• **What this task involves**
If a line in the entries below holds the string "PipelineBuilder", copy it.
═══ Data for review
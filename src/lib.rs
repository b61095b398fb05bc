//! # newsdesk: a bounded-buffer news pipeline
//!
//! Producer threads write categorised articles into private bounded buffers;
//! a dispatcher sorts them into SPORTS, NEWS and WEATHER buffers; one
//! co-editor per category edits and forwards them to a shared screen buffer;
//! a screen manager prints them.
//!
//! ## Architecture
//!
//! - **Bounded buffers**: mutex-guarded rings with counting semaphores for
//!   blocking insert/remove (see [`pipeline::BoundedBuffer`])
//! - **Stages**: one named OS thread per producer, dispatcher, co-editor and
//!   screen manager (see [`pipeline::nodes`])
//! - **Configuration**: text descriptor or TOML (see [`config`])
//!
//! ## Example
//!
//! ```ignore
//! use newsdesk::{config::PipelineConfig, pipeline::{PipelineBuilder, StdoutSink}};
//!
//! fn main() -> newsdesk::Result<()> {
//!     let config = PipelineConfig::load("config.txt")?;
//!     let report = PipelineBuilder::new(config).build()?.run(StdoutSink)?;
//!     assert!(report.is_conserved());
//!     Ok(())
//! }
//! ```

pub mod config;
pub mod error;
pub mod pipeline;
pub mod types;

// Re-export commonly used types
pub use config::{PipelineConfig, PipelineSettings, ProducerSpec};
pub use error::{NewsdeskError, Result, ResultExt};
pub use pipeline::{Pipeline, PipelineBuilder, RunReport};
pub use types::{Category, CategoryCounts, Message, SENTINEL_TEXT};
══════
• **Task output**
//! use newsdesk::{config::PipelineConfig, pipeline::{PipelineBuilder, StdoutSink}};
//!     let report = PipelineBuilder::new(config).build()?.run(StdoutSink)?;
pub use pipeline::{Pipeline, PipelineBuilder, RunReport};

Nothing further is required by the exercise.